PET-CTは保険適用になるには厳しい条件が付いています。
- 「膵癌」の場合には膵臓に腫瘤が存在することが条件です。嚢胞性腫瘤の鑑別に関しての保険適用は困難と思われます。
私の場合は適用になる可能性が大きいと思っています。
セカンドオピニオンをして正解でしたね。このまま癌研で再発を待っていても2年後に生きている可能性は相当低いでしょうし、TS-1という「日本でしか使っていない、欧米では無視されている」ような抗がん剤だけしか使わない治療では、絶対に後悔すると思います。
テリーさん。
明日は入院ですか。手術の成功をお祈りしております。
退院したらまたこのブログをのぞいてみてください。
治療法を決めるのは医者ではなくて患者本人です。ですから、情報と知識を集めて勉強をしないと、求めている結果を得ることはできません。有名な医者や大病院が必ずしも患者本位の治療を考えているとは限らないと、この頃痛切に感じています。
こんにちは。
セカンドオピニョン大事ですよね。僕は手術の日が近いので手術前は難しいですが、術後無事生還したらいろいろと聞いてみようと思っています。
二年半前の大腸癌の退院後は、玄米菜食とか肉を控えストレスのない生活をおくろうといろいろ試していたのですが、ここのところは全く普通の生活に戻っていました。初心に戻れということなのでしょう。休眠療法も興味深く読ませていただきました。

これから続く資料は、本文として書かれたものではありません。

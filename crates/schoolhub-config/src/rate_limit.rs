//! Rate limiting configuration for API endpoints.
//!
//! Limits are token buckets keyed by client IP, built with the `governor` crate.
//!
//! # Configuration
//!
//! - `RATE_LIMIT_ENABLED`: Turn limiting on or off (default: true)
//! - `RATE_LIMIT_GENERAL_PER_SECOND`: Requests per second for general endpoints (default: 20)
//! - `RATE_LIMIT_GENERAL_BURST_SIZE`: Burst size for general endpoints (default: 60)
//! - `RATE_LIMIT_AUTH_PER_SECOND`: Requests per second for auth endpoints (default: 2)
//! - `RATE_LIMIT_AUTH_BURST_SIZE`: Burst size for auth endpoints (default: 5)
//!
//! # Example
//!
//! ```ignore
//! use schoolhub_config::RateLimitConfig;
//!
//! let config = RateLimitConfig::from_env();
//! let limiter = governor::RateLimiter::keyed(config.auth_quota());
//! ```

use governor::Quota;
use std::num::NonZeroU32;

use crate::{env_flag, env_parse};

/// Rate limit configuration for the API.
///
/// Authentication endpoints get their own, stricter bucket so password
/// guessing is throttled independently of normal traffic.
#[derive(Clone, Debug, PartialEq, Eq)]
pub struct RateLimitConfig {
    pub enabled: bool,

    /// Tokens replenished per second for general endpoints.
    pub general_per_second: u32,

    /// Maximum tokens that can accumulate for general endpoints.
    pub general_burst_size: u32,

    /// Tokens replenished per second for auth endpoints.
    pub auth_per_second: u32,

    /// Maximum tokens that can accumulate for auth endpoints.
    pub auth_burst_size: u32,
}

impl Default for RateLimitConfig {
    fn default() -> Self {
        Self {
            enabled: false,
            general_per_second: 20,
            general_burst_size: 60,
            auth_per_second: 2,
            auth_burst_size: 5,
        }
    }
}

impl RateLimitConfig {
    /// Creates a new `RateLimitConfig` from environment variables.
    ///
    /// Falls back to default values if environment variables are not set
    /// or cannot be parsed. Limiting is enabled unless `RATE_LIMIT_ENABLED`
    /// says otherwise.
    #[must_use]
    pub fn from_env() -> Self {
        let defaults = Self::default();
        Self {
            enabled: env_flag("RATE_LIMIT_ENABLED", true),
            general_per_second: env_parse(
                "RATE_LIMIT_GENERAL_PER_SECOND",
                defaults.general_per_second,
            ),
            general_burst_size: env_parse(
                "RATE_LIMIT_GENERAL_BURST_SIZE",
                defaults.general_burst_size,
            ),
            auth_per_second: env_parse("RATE_LIMIT_AUTH_PER_SECOND", defaults.auth_per_second),
            auth_burst_size: env_parse("RATE_LIMIT_AUTH_BURST_SIZE", defaults.auth_burst_size),
        }
    }

    /// Quota for general API endpoints.
    #[must_use]
    pub fn general_quota(&self) -> Quota {
        quota(self.general_per_second, self.general_burst_size)
    }

    /// Quota for authentication endpoints.
    #[must_use]
    pub fn auth_quota(&self) -> Quota {
        quota(self.auth_per_second, self.auth_burst_size)
    }
}

fn quota(per_second: u32, burst: u32) -> Quota {
    let per_second = NonZeroU32::new(per_second).unwrap_or(NonZeroU32::MIN);
    let burst = NonZeroU32::new(burst).unwrap_or(per_second);
    Quota::per_second(per_second).allow_burst(burst)
}

#[cfg(test)]
mod tests {
    use super::*;

    #[test]
    fn test_default_config() {
        let config = RateLimitConfig::default();
        assert!(!config.enabled);
        assert_eq!(config.general_per_second, 20);
        assert_eq!(config.general_burst_size, 60);
        assert_eq!(config.auth_per_second, 2);
        assert_eq!(config.auth_burst_size, 5);
    }

    #[test]
    fn test_quota_burst() {
        let config = RateLimitConfig::default();
        assert_eq!(config.auth_quota().burst_size().get(), 5);
        assert_eq!(config.general_quota().burst_size().get(), 60);
    }

    #[test]
    fn test_zero_values_fall_back_to_one() {
        let config = RateLimitConfig {
            enabled: true,
            general_per_second: 0,
            general_burst_size: 0,
            auth_per_second: 0,
            auth_burst_size: 0,
        };
        assert_eq!(config.auth_quota().burst_size().get(), 1);
    }
}
use axum::{
    Json,
    extract::{Path, State},
    http::StatusCode,
};
use schoolhub_core::AppError;
use schoolhub_models::SchoolId;
use tracing::instrument;

use super::model::{
    CreateSchoolAdminDto, DeactivateSchoolResponse, School, SchoolAdminCreatedResponse,
    UpdateSchoolDto,
};
use super::service::SchoolService;
use crate::middleware::auth::AuthUser;
use crate::middleware::role::require_school_access;
use crate::modules::auth::controller::ErrorResponse;
use crate::state::AppState;
use crate::validator::ValidatedJson;

#[utoipa::path(
    get,
    path = "/api/schools",
    responses(
        (status = 200, description = "Active schools sorted by name", body = Vec<School>),
        (status = 401, description = "Unauthorized", body = ErrorResponse),
        (status = 403, description = "Forbidden - super-admin only", body = ErrorResponse),
        (status = 500, description = "Internal server error", body = ErrorResponse)
    ),
    security(
        ("bearer_auth" = [])
    ),
    tag = "Schools"
)]
#[instrument(skip_all)]
pub async fn get_schools(State(state): State<AppState>) -> Result<Json<Vec<School>>, AppError> {
    let schools = SchoolService::list_schools(state.store.as_ref()).await?;
    Ok(Json(schools))
}

#[utoipa::path(
    get,
    path = "/api/schools/{schoolId}",
    params(
        ("schoolId" = String, Path, description = "School code")
    ),
    responses(
        (status = 200, description = "School details", body = School),
        (status = 401, description = "Unauthorized", body = ErrorResponse),
        (status = 403, description = "Forbidden - not your school", body = ErrorResponse),
        (status = 404, description = "School not found", body = ErrorResponse),
        (status = 500, description = "Internal server error", body = ErrorResponse)
    ),
    security(
        ("bearer_auth" = [])
    ),
    tag = "Schools"
)]
#[instrument(skip_all, fields(school.id = %school_id))]
pub async fn get_school(
    State(state): State<AppState>,
    auth_user: AuthUser,
    Path(school_id): Path<SchoolId>,
) -> Result<Json<School>, AppError> {
    require_school_access(&auth_user.0, &school_id)?;
    let school = SchoolService::get_school(state.store.as_ref(), &school_id).await?;
    Ok(Json(school))
}

#[utoipa::path(
    put,
    path = "/api/schools/{schoolId}",
    params(
        ("schoolId" = String, Path, description = "School code")
    ),
    request_body = UpdateSchoolDto,
    responses(
        (status = 200, description = "School updated", body = School),
        (status = 401, description = "Unauthorized", body = ErrorResponse),
        (status = 403, description = "Forbidden", body = ErrorResponse),
        (status = 404, description = "School not found", body = ErrorResponse),
        (status = 422, description = "Validation error", body = ErrorResponse),
        (status = 500, description = "Internal server error", body = ErrorResponse)
    ),
    security(
        ("bearer_auth" = [])
    ),
    tag = "Schools"
)]
#[instrument(skip_all, fields(school.id = %school_id))]
pub async fn update_school(
    State(state): State<AppState>,
    auth_user: AuthUser,
    Path(school_id): Path<SchoolId>,
    ValidatedJson(dto): ValidatedJson<UpdateSchoolDto>,
) -> Result<Json<School>, AppError> {
    require_school_access(&auth_user.0, &school_id)?;
    let school = SchoolService::update_school(state.store.as_ref(), &school_id, dto).await?;
    Ok(Json(school))
}

#[utoipa::path(
    delete,
    path = "/api/schools/{schoolId}",
    params(
        ("schoolId" = String, Path, description = "School code")
    ),
    responses(
        (status = 200, description = "School and its accounts deactivated", body = DeactivateSchoolResponse),
        (status = 401, description = "Unauthorized", body = ErrorResponse),
        (status = 403, description = "Forbidden - super-admin only", body = ErrorResponse),
        (status = 404, description = "School not found", body = ErrorResponse),
        (status = 500, description = "Internal server error", body = ErrorResponse)
    ),
    security(
        ("bearer_auth" = [])
    ),
    tag = "Schools"
)]
#[instrument(skip_all, fields(school.id = %school_id))]
pub async fn delete_school(
    State(state): State<AppState>,
    Path(school_id): Path<SchoolId>,
) -> Result<Json<DeactivateSchoolResponse>, AppError> {
    let response = SchoolService::deactivate_school(state.store.as_ref(), &school_id).await?;
    Ok(Json(response))
}

/// Add an admin to an existing school (super-admin only)
///
/// Credentials are generated and sent to the new admin by email.
#[utoipa::path(
    post,
    path = "/api/schools/{schoolId}/admins",
    params(
        ("schoolId" = String, Path, description = "School code")
    ),
    request_body = CreateSchoolAdminDto,
    responses(
        (status = 201, description = "Admin created", body = SchoolAdminCreatedResponse),
        (status = 401, description = "Unauthorized", body = ErrorResponse),
        (status = 403, description = "Forbidden - super-admin only", body = ErrorResponse),
        (status = 404, description = "School not found", body = ErrorResponse),
        (status = 409, description = "Email already in use", body = ErrorResponse),
        (status = 422, description = "Validation error", body = ErrorResponse)
    ),
    security(
        ("bearer_auth" = [])
    ),
    tag = "Schools"
)]
#[instrument(skip_all, fields(school.id = %school_id))]
pub async fn create_school_admin(
    State(state): State<AppState>,
    Path(school_id): Path<SchoolId>,
    ValidatedJson(dto): ValidatedJson<CreateSchoolAdminDto>,
) -> Result<(StatusCode, Json<SchoolAdminCreatedResponse>), AppError> {
    let response = SchoolService::create_admin(&state, &school_id, dto).await?;
    Ok((StatusCode::CREATED, Json(response)))
}
use schoolhub_core::Role;
use schoolhub_models::attendance::{
    Attendance, AttendanceMark, AttendanceStatus, MarkAttendanceDto, MarkAttendanceResponse,
    UpdateAttendanceDto,
};
use schoolhub_models::classes::{Class, CreateClassDto, UpdateClassDto};
use schoolhub_models::fees::{
    CreateFeeDto, Fee, FeeStatus, FeeStatusCounts, FeeSummary, PaymentMethod, UpdateFeeDto,
};
use schoolhub_models::principals::{
    CreateStudentDto, CreateTeacherDto, Gender, IssuedCredentials, PrincipalProfile,
    UpdateStudentDto, UpdateTeacherDto,
};
use schoolhub_models::schools::{
    CreateSchoolAdminDto, DeactivateSchoolResponse, RegisterSchoolDto, School, UpdateSchoolDto,
};
use schoolhub_models::stats::{PlatformStats, SchoolStats, UserBreakdown};
use schoolhub_models::timetable::{
    CreateTimetableEntryDto, TimetableEntry, UpdateTimetableEntryDto, Weekday,
};
use utoipa::openapi::security::{HttpAuthScheme, HttpBuilder, SecurityScheme};
use utoipa::{Modify, OpenApi};

use crate::modules::auth::controller::ErrorResponse;
use crate::modules::auth::model::{
    CheckSuperAdminResponse, LoginRequest, LoginResponse, LoginUser, MessageResponse,
    RegisterSchoolResponse,
};
use crate::modules::schools::model::SchoolAdminCreatedResponse;
use crate::modules::students::model::StudentCreatedResponse;
use crate::modules::teachers::model::TeacherCreatedResponse;

#[derive(OpenApi)]
#[openapi(
    paths(
        crate::modules::auth::controller::login_user,
        crate::modules::auth::controller::register_school,
        crate::modules::auth::controller::check_super_admin,
        crate::modules::auth::controller::get_me,
        crate::modules::schools::controller::get_schools,
        crate::modules::schools::controller::get_school,
        crate::modules::schools::controller::update_school,
        crate::modules::schools::controller::delete_school,
        crate::modules::schools::controller::create_school_admin,
        crate::modules::teachers::controller::get_teachers,
        crate::modules::teachers::controller::get_teacher,
        crate::modules::teachers::controller::create_teacher,
        crate::modules::teachers::controller::update_teacher,
        crate::modules::teachers::controller::delete_teacher,
        crate::modules::students::controller::get_students,
        crate::modules::students::controller::get_student,
        crate::modules::students::controller::create_student,
        crate::modules::students::controller::update_student,
        crate::modules::students::controller::delete_student,
        crate::modules::classes::controller::get_classes,
        crate::modules::classes::controller::get_class,
        crate::modules::classes::controller::create_class,
        crate::modules::classes::controller::update_class,
        crate::modules::classes::controller::delete_class,
        crate::modules::timetable::controller::get_timetable,
        crate::modules::timetable::controller::get_entry,
        crate::modules::timetable::controller::create_entry,
        crate::modules::timetable::controller::update_entry,
        crate::modules::timetable::controller::delete_entry,
        crate::modules::attendance::controller::mark_attendance,
        crate::modules::attendance::controller::get_class_attendance,
        crate::modules::attendance::controller::get_student_attendance,
        crate::modules::attendance::controller::update_attendance,
        crate::modules::fees::controller::get_class_fees,
        crate::modules::fees::controller::get_student_fees,
        crate::modules::fees::controller::create_fee,
        crate::modules::fees::controller::update_fee,
        crate::modules::fees::controller::delete_fee,
        crate::modules::fees::controller::get_fee_summary,
        crate::modules::stats::controller::get_stats,
        crate::modules::stats::controller::get_platform_stats,
    ),
    components(
        schemas(
            Role,
            ErrorResponse,
            MessageResponse,
            LoginRequest,
            LoginResponse,
            LoginUser,
            CheckSuperAdminResponse,
            RegisterSchoolDto,
            RegisterSchoolResponse,
            School,
            UpdateSchoolDto,
            DeactivateSchoolResponse,
            CreateSchoolAdminDto,
            SchoolAdminCreatedResponse,
            PrincipalProfile,
            IssuedCredentials,
            Gender,
            CreateTeacherDto,
            UpdateTeacherDto,
            TeacherCreatedResponse,
            CreateStudentDto,
            UpdateStudentDto,
            StudentCreatedResponse,
            Class,
            CreateClassDto,
            UpdateClassDto,
            Weekday,
            TimetableEntry,
            CreateTimetableEntryDto,
            UpdateTimetableEntryDto,
            AttendanceStatus,
            Attendance,
            AttendanceMark,
            MarkAttendanceDto,
            MarkAttendanceResponse,
            UpdateAttendanceDto,
            FeeStatus,
            PaymentMethod,
            Fee,
            CreateFeeDto,
            UpdateFeeDto,
            FeeSummary,
            FeeStatusCounts,
            SchoolStats,
            PlatformStats,
            UserBreakdown,
        )
    ),
    modifiers(&SecurityAddon),
    tags(
        (name = "Authentication", description = "Login and school registration"),
        (name = "Schools", description = "School management"),
        (name = "Teachers", description = "Teacher accounts of a school"),
        (name = "Students", description = "Student accounts of a school"),
        (name = "Classes", description = "Classes of a school"),
        (name = "Timetable", description = "Weekly timetable with slot conflict checks"),
        (name = "Attendance", description = "Daily attendance"),
        (name = "Fees", description = "Fee records and summaries"),
        (name = "Stats", description = "Admin dashboard counters")
    ),
    info(
        title = "SchoolHub API",
        version = "0.1.0",
        description = "Multi-tenant school administration API built with Rust, Axum and PostgreSQL.",
        license(
            name = "MIT"
        )
    )
)]
pub struct ApiDoc;

struct SecurityAddon;

impl Modify for SecurityAddon {
    fn modify(&self, openapi: &mut utoipa::openapi::OpenApi) {
        if let Some(components) = openapi.components.as_mut() {
            components.add_security_scheme(
                "bearer_auth",
                SecurityScheme::Http(
                    HttpBuilder::new()
                        .scheme(HttpAuthScheme::Bearer)
                        .bearer_format("JWT")
                        .build(),
                ),
            )
        }
    }
}
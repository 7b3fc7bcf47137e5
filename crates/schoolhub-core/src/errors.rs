//! HTTP-facing application error.
//!
//! Every handler returns `Result<_, AppError>`. The response body is always
//! `{"message": "..."}`; server errors are logged and replaced with a generic
//! message so internal details never reach the client.

use anyhow::{Error, anyhow};
use axum::{
    Json,
    http::StatusCode,
    response::{IntoResponse, Response},
};
use serde_json::json;

#[derive(Debug)]
pub struct AppError {
    pub status: StatusCode,
    pub error: Error,
}

impl AppError {
    pub fn new<E>(status: StatusCode, err: E) -> Self
    where
        E: Into<Error>,
    {
        Self {
            status,
            error: err.into(),
        }
    }

    pub fn internal<E>(err: E) -> Self
    where
        E: Into<Error>,
    {
        Self::new(StatusCode::INTERNAL_SERVER_ERROR, err)
    }

    pub fn not_found<E>(err: E) -> Self
    where
        E: Into<Error>,
    {
        Self::new(StatusCode::NOT_FOUND, err)
    }

    pub fn unprocessable<E>(err: E) -> Self
    where
        E: Into<Error>,
    {
        Self::new(StatusCode::UNPROCESSABLE_ENTITY, err)
    }

    pub fn bad_request<E>(err: E) -> Self
    where
        E: Into<Error>,
    {
        Self::new(StatusCode::BAD_REQUEST, err)
    }

    pub fn conflict<E>(err: E) -> Self
    where
        E: Into<Error>,
    {
        Self::new(StatusCode::CONFLICT, err)
    }

    pub fn unauthorized(message: impl Into<String>) -> Self {
        Self::new(StatusCode::UNAUTHORIZED, anyhow!(message.into()))
    }

    pub fn forbidden(message: impl Into<String>) -> Self {
        Self::new(StatusCode::FORBIDDEN, anyhow!(message.into()))
    }

    pub fn too_many_requests(message: impl Into<String>) -> Self {
        Self::new(StatusCode::TOO_MANY_REQUESTS, anyhow!(message.into()))
    }

    pub fn internal_error(message: impl Into<String>) -> Self {
        Self::new(StatusCode::INTERNAL_SERVER_ERROR, anyhow!(message.into()))
    }

    /// The message the client will see.
    pub fn public_message(&self) -> String {
        if self.status.is_server_error() {
            "Internal server error".to_string()
        } else {
            self.error.to_string()
        }
    }
}

impl std::fmt::Display for AppError {
    fn fmt(&self, f: &mut std::fmt::Formatter<'_>) -> std::fmt::Result {
        write!(f, "{}: {}", self.status, self.error)
    }
}

impl IntoResponse for AppError {
    fn into_response(self) -> Response {
        if self.status.is_server_error() {
            tracing::error!(status = %self.status, error = ?self.error, "request failed");
        }

        let body = Json(json!({
            "message": self.public_message()
        }));

        (self.status, body).into_response()
    }
}

impl From<Error> for AppError {
    fn from(err: Error) -> Self {
        AppError::internal(err)
    }
}
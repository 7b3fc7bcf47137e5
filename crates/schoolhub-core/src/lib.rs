//! # SchoolHub Core
//!
//! Core types, errors, and utilities for the SchoolHub API.
//!
//! This crate provides foundational types used throughout the application:
//!
//! - [`errors`]: Application error type with HTTP response conversion
//! - [`roles`]: The closed set of principal roles
//! - [`password`]: Password hashing and verification
//! - [`credentials`]: Login identifier and one-time password generation
//!
//! # Example
//!
//! ```ignore
//! use schoolhub_core::{AppError, Role};
//! use schoolhub_core::credentials::{LoginIdKind, generate_login_id, generate_password};
//!
//! let login_id = generate_login_id(LoginIdKind::Student { admission_year: 2024 });
//! let password = generate_password();
//! let hash = schoolhub_core::hash_password(&password, bcrypt::DEFAULT_COST)?;
//!
//! if !Role::Admin.is_school_scoped() {
//!     return Err(AppError::forbidden("Not allowed"));
//! }
//! ```

pub mod credentials;
pub mod errors;
pub mod password;
pub mod roles;

// Re-export commonly used types at crate root
pub use errors::AppError;
pub use password::{hash_password, verify_password};
pub use roles::Role;
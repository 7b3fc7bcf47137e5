use anyhow::anyhow;
use chrono::Utc;
use schoolhub_core::AppError;
use schoolhub_db::TenantStore;
use schoolhub_models::ClassId;
use tracing::{info, instrument};

use super::model::{Class, CreateClassDto, UpdateClassDto};
use crate::modules::teachers::service::TeacherService;

pub struct ClassService;

impl ClassService {
    #[instrument(skip(tenant), fields(school.id = %tenant.school_id()))]
    pub async fn list_classes(tenant: &TenantStore) -> Result<Vec<Class>, AppError> {
        Ok(tenant.list_classes().await?)
    }

    #[instrument(skip(tenant), fields(school.id = %tenant.school_id()))]
    pub async fn get_class(tenant: &TenantStore, id: ClassId) -> Result<Class, AppError> {
        tenant
            .find_class(id)
            .await?
            .ok_or_else(|| AppError::not_found(anyhow!("Class not found")))
    }

    #[instrument(skip(tenant, dto), fields(school.id = %tenant.school_id()))]
    pub async fn create_class(tenant: &TenantStore, dto: CreateClassDto) -> Result<Class, AppError> {
        if let Some(teacher_id) = dto.teacher_id {
            TeacherService::ensure_assignable(tenant, teacher_id).await?;
        }

        let now = Utc::now();
        let class = tenant
            .insert_class(Class {
                id: ClassId::new(),
                school_id: tenant.school_id().clone(),
                name: dto.name,
                section: dto.section,
                capacity: dto.capacity,
                teacher_id: dto.teacher_id,
                description: dto.description,
                created_at: now,
                updated_at: now,
            })
            .await?;

        info!(class.id = %class.id, "Class created");
        Ok(class)
    }

    #[instrument(skip(tenant, dto), fields(school.id = %tenant.school_id()))]
    pub async fn update_class(
        tenant: &TenantStore,
        id: ClassId,
        dto: UpdateClassDto,
    ) -> Result<Class, AppError> {
        let mut class = Self::get_class(tenant, id).await?;
        if let Some(teacher_id) = dto.teacher_id {
            TeacherService::ensure_assignable(tenant, teacher_id).await?;
        }

        dto.apply(&mut class);
        class.updated_at = Utc::now();
        tenant.update_class(&class).await?;

        info!(class.id = %id, "Class updated");
        Ok(class)
    }

    #[instrument(skip(tenant), fields(school.id = %tenant.school_id()))]
    pub async fn delete_class(tenant: &TenantStore, id: ClassId) -> Result<(), AppError> {
        Self::get_class(tenant, id).await?;
        tenant.delete_class(id).await?;
        info!(class.id = %id, "Class deleted");
        Ok(())
    }
}
use axum::{
    extract::{MatchedPath, Request},
    http::{HeaderValue, header::HeaderName},
    middleware::Next,
    response::Response,
};
use std::path::Path;
use std::time::Instant;
use tracing::{error, info, warn};
use tracing_appender::non_blocking::WorkerGuard;
use tracing_subscriber::{EnvFilter, Layer, layer::SubscriberExt, util::SubscriberInitExt};

pub const REQUEST_ID_HEADER: &str = "x-request-id";

/// Logs every request once on the way in and once on the way out.
///
/// A client supplied `x-request-id` is reused, otherwise a fresh one is
/// generated. Either way it is echoed back on the response.
pub async fn logging_middleware(mut req: Request, next: Next) -> Response {
    let start = Instant::now();
    let method = req.method().clone();
    let uri = req.uri().clone();
    let matched_path = req
        .extensions()
        .get::<MatchedPath>()
        .map(|p| p.as_str().to_string())
        .unwrap_or_else(|| uri.path().to_string());

    let header_name = HeaderName::from_static(REQUEST_ID_HEADER);
    let request_id = req
        .headers()
        .get(&header_name)
        .and_then(|v| v.to_str().ok())
        .filter(|v| !v.is_empty() && v.len() <= 128)
        .map(str::to_string)
        .unwrap_or_else(|| uuid::Uuid::new_v4().to_string());

    if let Ok(value) = HeaderValue::from_str(&request_id) {
        req.headers_mut().insert(header_name.clone(), value);
    }

    info!(
        request_id = %request_id,
        method = %method,
        path = %matched_path,
        "Incoming request"
    );

    let mut response = next.run(req).await;
    let latency = start.elapsed();
    let status = response.status();

    match status.as_u16() {
        400..=499 => {
            warn!(
                request_id = %request_id,
                method = %method,
                path = %matched_path,
                status = %status.as_u16(),
                latency_ms = %latency.as_millis(),
                "Client error"
            );
        }
        500..=599 => {
            error!(
                request_id = %request_id,
                method = %method,
                path = %matched_path,
                status = %status.as_u16(),
                latency_ms = %latency.as_millis(),
                "Server error"
            );
        }
        _ => {
            info!(
                request_id = %request_id,
                method = %method,
                path = %matched_path,
                status = %status.as_u16(),
                latency_ms = %latency.as_millis(),
                "Request completed"
            );
        }
    }

    if let Ok(value) = HeaderValue::from_str(&request_id) {
        response.headers_mut().insert(header_name, value);
    }

    response
}

fn default_filter() -> EnvFilter {
    EnvFilter::try_from_default_env().unwrap_or_else(|_| {
        EnvFilter::new(format!(
            "{}=debug,tower_http=debug,axum::rejection=trace",
            env!("CARGO_CRATE_NAME")
        ))
    })
}

/// Installs the global subscriber.
///
/// The console always gets a compact layer. With a `log_dir`, a daily rolling
/// JSON file is written as well; keep the returned guard alive for as long as
/// the process logs, dropping it flushes and closes the file writer.
pub fn init_tracing(log_dir: Option<&Path>) -> std::io::Result<Option<WorkerGuard>> {
    use tracing_appender::rolling::{RollingFileAppender, Rotation};
    use tracing_subscriber::fmt;

    let console_layer = fmt::layer()
        .with_target(false)
        .with_file(true)
        .with_line_number(true)
        .compact()
        .with_filter(default_filter());

    let Some(dir) = log_dir else {
        tracing_subscriber::registry().with(console_layer).init();
        return Ok(None);
    };

    std::fs::create_dir_all(dir)?;
    let json_appender = RollingFileAppender::new(Rotation::DAILY, dir, "schoolhub.json");
    let (writer, guard) = tracing_appender::non_blocking(json_appender);

    let json_layer = fmt::layer()
        .json()
        .with_writer(writer)
        .with_current_span(true)
        .with_span_list(true)
        .with_filter(EnvFilter::new("info"));

    tracing_subscriber::registry()
        .with(console_layer)
        .with(json_layer)
        .init();

    info!(log_dir = %dir.display(), "File logging enabled");
    Ok(Some(guard))
}
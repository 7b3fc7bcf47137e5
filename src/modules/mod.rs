pub mod attendance;
pub mod auth;
pub mod classes;
pub mod fees;
pub mod schools;
pub mod stats;
pub mod students;
pub mod teachers;
pub mod timetable;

本日、術前のPET-CTを受けてきました。明日入院するので結果はその時に聞けるようです。全く自覚症状もなく、CA19-9だけの数値が異常な状況で実感が伴いません。術後から闘いが始まるのでしょう。僕もブログを始めようかとも考えましたが、乏しいパソコン知識しか持ち合わせず、ストレスとなってもいかんので術後ゆっくり考えます。